Tensorflow Version: 2.1.0
TFX Version: 0.21.4
TFDV Version: 0.21.5
TFMA Version: 0.21.6

If you encounter errors with the above imports (e.g. TFX component not found), check your package versions in the cell below.


In [ ]:
print("Tensorflow Version:", tf.__version__)
print("TFX Version:", tfx.__version__)
print("TFDV Version:", tfdv.__version__)
print("TFMA Version:", tfma.VERSION_STRING)

absl.logging.set_verbosity(absl.logging.INFO)

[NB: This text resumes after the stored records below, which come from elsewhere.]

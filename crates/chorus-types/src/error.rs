//! Error types for the chorus runtime.
//!
//! Provides [`RuntimeError`] for configuration and lifecycle failures,
//! [`HookError`] for failures raised by listeners and middleware, and
//! [`AdapterError`] for the platform adapter seam. All are non-exhaustive
//! to allow future extension without breaking downstream.

use thiserror::Error;

/// Configuration and lifecycle errors.
///
/// These are surfaced synchronously at the call that caused them. None of
/// them is fatal to the process; the worst case is that one plugin does
/// not get installed.
#[derive(Error, Debug)]
#[non_exhaustive]
pub enum RuntimeError {
    // ── Configuration ────────────────────────────────────────────────

    /// An event name was empty or otherwise unusable.
    #[error("invalid event name: {0:?}")]
    InvalidEventName(String),

    /// A service name was empty or contained whitespace.
    #[error("invalid service name: {0:?}")]
    InvalidServiceName(String),

    /// Runtime configuration is malformed or semantically invalid.
    #[error("invalid config: {reason}")]
    ConfigInvalid {
        /// What is wrong with the configuration.
        reason: String,
    },

    /// TOML configuration could not be parsed.
    #[error("toml error: {0}")]
    Toml(#[from] toml::de::Error),

    /// JSON configuration could not be parsed.
    #[error("json error: {0}")]
    Json(#[from] serde_json::Error),

    // ── Lifecycle ────────────────────────────────────────────────────

    /// The referenced fork does not exist in this runtime.
    #[error("fork not found: {0}")]
    ForkNotFound(u64),

    /// The referenced fork has already been disposed.
    #[error("fork {0} is disposed")]
    ForkDisposed(u64),

    /// The referenced fork is waiting for services and cannot own
    /// resources right now.
    #[error("fork {0} is not active")]
    ForkInactive(u64),

    /// A plugin's setup callback failed.
    #[error("plugin {plugin} failed to start: {reason}")]
    PluginSetup {
        /// Name of the plugin whose setup failed.
        plugin: String,
        /// Failure reported by the setup callback.
        reason: String,
    },

    /// An operation needed a tokio runtime but none was running.
    #[error("no async runtime available for {operation}")]
    NoAsyncRuntime {
        /// What was being attempted.
        operation: String,
    },
}

/// Failures raised by a single listener or middleware step.
///
/// A `HookError` only ever affects the dispatch it happened in: the
/// owning fork stays active for future dispatches.
#[derive(Error, Debug, Clone, PartialEq, Eq)]
#[non_exhaustive]
pub enum HookError {
    /// The listener returned an error.
    #[error("listener failed: {0}")]
    Failed(String),

    /// The listener panicked; the panic was caught at the dispatch boundary.
    #[error("listener panicked: {0}")]
    Panicked(String),

    /// An asynchronous listener was reached by a synchronous dispatch.
    #[error("listener for {event:?} is asynchronous and cannot run in a synchronous dispatch")]
    NotSynchronous {
        /// The event being dispatched.
        event: String,
    },

    /// The middleware continuation depth limit was exceeded.
    #[error("middleware depth limit of {limit} exceeded")]
    DepthExceeded {
        /// The configured limit.
        limit: usize,
    },
}

impl HookError {
    /// Build a [`HookError::Failed`] from anything printable.
    pub fn failed(msg: impl std::fmt::Display) -> Self {
        Self::Failed(msg.to_string())
    }
}

/// Errors on the adapter seam.
///
/// Used by platform adapters (and the host that manages them) to report
/// failures in building, starting, or talking to a platform.
#[derive(Error, Debug)]
#[non_exhaustive]
pub enum AdapterError {
    /// No adapter or factory is registered under this platform name.
    #[error("adapter not found: {0}")]
    NotFound(String),

    /// The adapter could not be built from its configuration.
    #[error("adapter config invalid: {0}")]
    ConfigInvalid(String),

    /// A delivered session was missing required identity fields.
    #[error("invalid session: {0}")]
    InvalidSession(String),

    /// Sending a message failed.
    #[error("send failed: {0}")]
    SendFailed(String),

    /// The adapter is not currently connected.
    #[error("not connected")]
    NotConnected,

    /// A runtime error bubbled up while delivering a session.
    #[error(transparent)]
    Runtime(#[from] RuntimeError),

    /// The middleware chain failed while handling a delivered session.
    #[error(transparent)]
    Hook(#[from] HookError),

    /// Catch-all for errors that do not fit other variants.
    #[error("{0}")]
    Other(String),
}

/// Convenience alias for results in the runtime.
pub type Result<T> = std::result::Result<T, RuntimeError>;

#[cfg(test)]
mod tests {
    use super::*;

    #[test]
    fn runtime_error_display() {
        let err = RuntimeError::InvalidEventName(String::new());
        assert_eq!(err.to_string(), "invalid event name: \"\"");

        let err = RuntimeError::InvalidServiceName("data base".into());
        assert_eq!(err.to_string(), "invalid service name: \"data base\"");

        let err = RuntimeError::ForkNotFound(7);
        assert_eq!(err.to_string(), "fork not found: 7");

        let err = RuntimeError::ForkInactive(2);
        assert_eq!(err.to_string(), "fork 2 is not active");

        let err = RuntimeError::PluginSetup {
            plugin: "echo".into(),
            reason: "boom".into(),
        };
        assert_eq!(err.to_string(), "plugin echo failed to start: boom");
    }

    #[test]
    fn hook_error_display() {
        assert_eq!(
            HookError::failed("bad input").to_string(),
            "listener failed: bad input"
        );
        assert_eq!(
            HookError::DepthExceeded { limit: 64 }.to_string(),
            "middleware depth limit of 64 exceeded"
        );
        assert!(
            HookError::NotSynchronous {
                event: "message".into()
            }
            .to_string()
            .contains("\"message\"")
        );
    }

    #[test]
    fn runtime_error_from_json() {
        let json_err = serde_json::from_str::<serde_json::Value>("{{bad}}").unwrap_err();
        let err: RuntimeError = json_err.into();
        assert!(matches!(err, RuntimeError::Json(_)));
    }

    #[test]
    fn adapter_error_wraps_runtime_error() {
        let err: AdapterError = RuntimeError::ForkDisposed(3).into();
        assert!(matches!(err, AdapterError::Runtime(_)));
        assert_eq!(err.to_string(), "fork 3 is disposed");
    }
}
#[cfg(test)]
mod tests {
    use rust_decimal_macros::dec;
    use testresult::TestResult;

    use super::{
        test_support::{line, product},
        *,
    };

    fn catalog() -> CatalogSnapshot {
        let mut inactive = product(3, dec!(5), 10);
        inactive.is_active = false;

        [product(1, dec!(10), 5), product(2, dec!(20), 2), inactive]
            .into_iter()
            .collect()
    }

    #[test]
    fn add_line_creates_line_from_catalog() -> TestResult {
        let mut cart = Cart::new();

        let quantity = cart.add_line(ProductId::new(1), 2, &catalog())?;

        assert_eq!(quantity, 2);
        assert_eq!(cart.lines().len(), 1);
        assert_eq!(cart.subtotal(), dec!(20));
        assert_eq!(
            cart.line(ProductId::new(1)).map(|l| l.stock_at_snapshot),
            Some(5)
        );

        Ok(())
    }

    #[test]
    fn add_line_merges_quantities() -> TestResult {
        let mut cart = Cart::new();
        let catalog = catalog();

        cart.add_line(ProductId::new(1), 2, &catalog)?;
        let quantity = cart.add_line(ProductId::new(1), 3, &catalog)?;

        assert_eq!(quantity, 5);
        assert_eq!(cart.lines().len(), 1);

        Ok(())
    }

    #[test]
    fn add_line_rechecks_combined_quantity_without_partial_update() -> TestResult {
        let mut cart = Cart::new();
        let catalog = catalog();

        cart.add_line(ProductId::new(1), 4, &catalog)?;
        let result = cart.add_line(ProductId::new(1), 2, &catalog);

        assert_eq!(
            result,
            Err(CartError::InsufficientStock {
                product: ProductId::new(1),
                requested: 6,
                available: 5,
            })
        );
        assert_eq!(cart.line(ProductId::new(1)).map(|l| l.quantity), Some(4));

        Ok(())
    }

    #[test]
    fn add_line_rejects_unknown_inactive_and_zero() {
        let mut cart = Cart::new();
        let catalog = catalog();

        assert_eq!(
            cart.add_line(ProductId::new(9), 1, &catalog),
            Err(CartError::ProductNotFound(ProductId::new(9)))
        );
        assert_eq!(
            cart.add_line(ProductId::new(3), 1, &catalog),
            Err(CartError::ProductInactive(ProductId::new(3)))
        );
        assert_eq!(
            cart.add_line(ProductId::new(1), 0, &catalog),
            Err(CartError::InvalidQuantity(ProductId::new(1)))
        );
        assert!(cart.is_empty());
    }

    #[test]
    fn update_quantity_to_zero_removes_line() -> TestResult {
        let mut cart = Cart::with_lines(vec![line(1, dec!(10), 2), line(2, dec!(20), 1)]);

        cart.update_quantity(ProductId::new(1), 0, &catalog())?;

        assert!(cart.line(ProductId::new(1)).is_none());
        assert_eq!(cart.lines().len(), 1);

        Ok(())
    }

    #[test]
    fn update_quantity_checks_stock_and_presence() {
        let mut cart = Cart::with_lines(vec![line(2, dec!(20), 1)]);
        let catalog = catalog();

        assert!(matches!(
            cart.update_quantity(ProductId::new(2), 3, &catalog),
            Err(CartError::InsufficientStock { available: 2, .. })
        ));
        assert_eq!(
            cart.update_quantity(ProductId::new(1), 1, &catalog),
            Err(CartError::LineNotFound(ProductId::new(1)))
        );
    }

    #[test]
    fn set_promotion_caps_at_subtotal() {
        let mut cart = Cart::with_lines(vec![line(7, dec!(50), 4)]);
        let applied = AppliedPromotion {
            id: PromotionId::new(1),
            code: "BIG".to_string(),
            name: "Big".to_string(),
        };

        let capped = cart.set_promotion(applied, dec!(500));

        assert!(capped);
        assert_eq!(cart.discount_amount(), dec!(200));
    }

    #[test]
    fn removing_lines_keeps_discount_within_subtotal() {
        let mut cart = Cart::with_lines(vec![line(1, dec!(10), 1), line(2, dec!(20), 1)]);
        let applied = AppliedPromotion {
            id: PromotionId::new(1),
            code: "TWENTY".to_string(),
            name: "Twenty".to_string(),
        };

        cart.set_promotion(applied, dec!(20));
        assert!(cart.remove_line(ProductId::new(2)));

        assert_eq!(cart.discount_amount(), dec!(10));

        cart.clear();

        assert!(cart.applied_promotion().is_none());
        assert_eq!(cart.discount_amount(), Decimal::ZERO);
    }

    fn stored_line(id: u64, unit_price: &str, quantity: u32) -> String {
        format!(
            r#"{{"productId":{id},"name":"Product {id}","unitPrice":"{unit_price}","quantity":{quantity}}}"#
        )
    }

    #[test]
    fn deserialize_accepts_well_formed_cart() -> TestResult {
        let json = format!(
            r#"{{"lines":[{},{}],"discountAmount":"5"}}"#,
            stored_line(1, "10", 2),
            stored_line(2, "20", 1)
        );

        let cart: Cart = serde_json::from_str(&json)?;

        assert_eq!(cart.lines().len(), 2);
        assert_eq!(cart.subtotal(), dec!(40));
        assert_eq!(cart.discount_amount(), dec!(5));

        Ok(())
    }

    #[test]
    fn deserialize_rejects_zero_quantity_line() {
        let json = format!(r#"{{"lines":[{}]}}"#, stored_line(1, "10", 0));

        let result = serde_json::from_str::<Cart>(&json);

        assert!(
            result.is_err_and(|err| err.to_string().contains("must be at least 1")),
            "zero-quantity line should not load"
        );
    }

    #[test]
    fn deserialize_rejects_repeated_product() {
        let json = format!(
            r#"{{"lines":[{},{}]}}"#,
            stored_line(1, "10", 3),
            stored_line(1, "10", 4)
        );

        let result = serde_json::from_str::<Cart>(&json);

        assert!(
            result.is_err_and(|err| err.to_string().contains("more than one line")),
            "repeated product should not load"
        );
    }

    #[test]
    fn deserialize_rejects_out_of_range_price() {
        for price in ["79228162514264337593543950335", "-1"] {
            let json = format!(r#"{{"lines":[{}]}}"#, stored_line(1, price, 1));

            let result = serde_json::from_str::<Cart>(&json);

            assert!(
                result.is_err_and(|err| err.to_string().contains("invalid unit price")),
                "price {price} should not load"
            );
        }
    }

    #[test]
    fn remove_promotion_always_succeeds() {
        let mut cart = Cart::new();

        cart.remove_promotion();

        assert!(cart.applied_promotion().is_none());
    }
}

If the versions above do not match, update your packages in the current Jupyter kernel below. The default %pip package installation location is not on your system installation PATH; use the command below to append the local installation path to pick up the latest package versions. Note that you may also need to restart your notebook kernel to pick up the specified package versions and re-run the imports cell above before proceeding with the lab.


In [ ]:
os.environ['PATH'] += os.pathsep + '/home/jupyter/.local/bin'

In [ ]:
%pip install --upgrade --user tensorflow==2.1.0
%pip install --upgrade --user tfx==0.21.4
%pip install --upgrade --user tensorflow_data_validation==0.21.5
%pip install --upgrade --user tensorflow_model_analysis==0.21.6

Configure lab settings

Set constants, location paths and other environment settings.


In [ ]:
ARTIFACT_STORE = os.path.join(os.sep, 'home', 'jupyter', 'artifact-store')
SERVING_MODEL_DIR=os.path.join(os.sep, 'home', 'jupyter', 'serving_model')
DATA_ROOT = 'gs://workshop-datasets/covertype/small'

Creating Interactive Context

TFX Interactive Context allows you to create and run TFX Components in an interactive mode. It is designed to support experimentation and development in a Jupyter Notebook environment. It is an experimental feature and major changes to interface and functionality are expected. When creating the interactive context you can specifiy the following parameters:

  • pipeline_name - Optional name of the pipeline for ML Metadata tracking purposes. If not specified, a name will be generated for you.
  • pipeline_root - Optional path to the root of the pipeline's outputs. If not specified, an ephemeral temporary directory will be created and used.
  • metadata_connection_config - Optional metadata_store_pb2.ConnectionConfig instance used to configure connection to a ML Metadata connection. If not specified, an ephemeral SQLite MLMD connection contained in the pipeline_root directory with file name "metadata.sqlite" will be used.

In [ ]:
PIPELINE_NAME = 'tfx-covertype-classifier'
PIPELINE_ROOT = os.path.join(ARTIFACT_STORE, PIPELINE_NAME, time.strftime("%Y%m%d_%H%M%S"))
os.makedirs(PIPELINE_ROOT, exist_ok=True)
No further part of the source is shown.